I think that a good solution for many people (which I just tested) is to create a normal domain and use the "mail alias account" ( https://docs.iredmail.org/ldap.add.mail.alias.html ) with "user-less" addresses. For example, I want all mail for domain A to instead go to domain B, where my users are set up. I'd set up a mailing list (mail alias) on A that says to send mail for "@domainA.com" to "@domainB.com". All mail for domain A will be rewritten to domain B, and you don't have to set up individual user accounts.
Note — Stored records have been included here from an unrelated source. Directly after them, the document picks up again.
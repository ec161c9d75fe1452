//! This writer serializes event records as CSV.

use std::{fs, io::Write, path::Path};

use csv::{Terminator, WriterBuilder};
use log::info;

use crate::{EventRecord, Result};

/// Write the header and one row per record to `writer`.
///
/// Fields are only quoted when they contain the delimiter, a quote or a line break.
pub fn write_to<W: Write>(writer: W, records: &[EventRecord]) -> Result<()> {
    let mut csv_writer = WriterBuilder::new()
        .has_headers(false)
        .terminator(Terminator::CRLF)
        .from_writer(writer);
    csv_writer.write_record(EventRecord::HEADER)?;
    for record in records {
        csv_writer.serialize(record)?;
    }
    csv_writer.flush()?;
    Ok(())
}

/// Write the records to the file at `path`, replacing whatever was there.
///
/// Missing parent directories are created.
pub fn write(path: &Path, records: &[EventRecord]) -> Result<()> {
    if let Some(parent) = path.parent().filter(|parent| !parent.as_os_str().is_empty()) {
        fs::create_dir_all(parent)?;
    }
    let file = fs::File::create(path)?;
    write_to(file, records)?;
    info!("wrote {} records to {}", records.len(), path.display());
    Ok(())
}

#[cfg(test)]
mod tests {
    use std::fs;

    use pretty_assertions::assert_eq;
    use tempfile::tempdir;

    use crate::{
        writer::{write, write_to},
        EventRecord, FeedSource,
    };

    fn test_records() -> Vec<EventRecord> {
        let source = FeedSource::charleston();
        vec![
            EventRecord {
                event_id: String::from("RSS-1"),
                group_id: source.group_id.clone(),
                body_name: source.body_name.clone(),
                event_type: String::from("Planning Commission"),
                jurisdiction: source.jurisdiction.clone(),
                date: String::from("2024-03-05"),
                time: String::from("5:00 PM"),
                location: String::from("City Hall, 80 Broad Street"),
                address: String::from("City Hall, 80 Broad Street"),
                basis: source.basis.clone(),
                source_url: String::from("https://example.org/Calendar.aspx?EID=1"),
                notes: source.notes.clone(),
            },
            EventRecord {
                event_type: String::from("Say \"Cheese\"\nFestival"),
                time: String::from("Evening"),
                ..Default::default()
            },
        ]
    }

    #[test]
    fn test_write_to() {
        let mut buffer: Vec<u8> = vec![];
        write_to(&mut buffer, &test_records()[1..]).unwrap();
        assert_eq!(
            String::from_utf8(buffer).unwrap(),
            "event_id,group_id,body_name,event_type,jurisdiction,date,time,location,address,basis,source_url,notes\r\n\
             ,,,\"Say \"\"Cheese\"\"\nFestival\",,,Evening,,,,,\r\n"
        );
    }

    #[test]
    fn test_write_to_without_records() {
        let mut buffer: Vec<u8> = vec![];
        write_to(&mut buffer, &[]).unwrap();
        assert_eq!(
            String::from_utf8(buffer).unwrap(),
            format!("{}\r\n", EventRecord::HEADER.join(","))
        );
    }

    #[test]
    fn test_write_round_trip() {
        let dir = tempdir().unwrap();
        let path = dir.path().join("nested").join("charleston").join("events.csv");
        let records = test_records();
        write(&path, &records).unwrap();
        let mut reader = csv::Reader::from_path(&path).unwrap();
        let header: Vec<String> = reader
            .headers()
            .unwrap()
            .iter()
            .map(String::from)
            .collect();
        assert_eq!(header, EventRecord::HEADER);
        let read: Vec<EventRecord> = reader.deserialize().map(Result::unwrap).collect();
        assert_eq!(read, records);
    }

    #[test]
    fn test_write_overwrites() {
        let dir = tempdir().unwrap();
        let path = dir.path().join("events.csv");
        fs::write(&path, "stale content that is longer than the new export ".repeat(100)).unwrap();
        let records = test_records();
        write(&path, &records[..1]).unwrap();
        let content = fs::read_to_string(&path).unwrap();
        assert!(!content.contains("stale"));
        assert_eq!(content.lines().count(), 2);
    }

    #[test]
    fn test_write_unwritable_path() {
        let dir = tempdir().unwrap();
        let blocker = dir.path().join("blocker");
        fs::write(&blocker, "a file, not a directory").unwrap();
        assert!(write(&blocker.join("events.csv"), &test_records()).is_err());
    }
}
You can combine this with individual "user" address aliases (and, I suppose, regular user accounts); the "@domainB.com" is a fallback default that only takes effect if a more specific redirection doesn't take place first. For example, "user1@domainA.com" can be delivered locally, "user2@domainA.com" can be redirected to "someone@google.com", and everything else at domain A will still attempt to be delivered to the same address at domain B. You get both convenience and flexibility at the same time.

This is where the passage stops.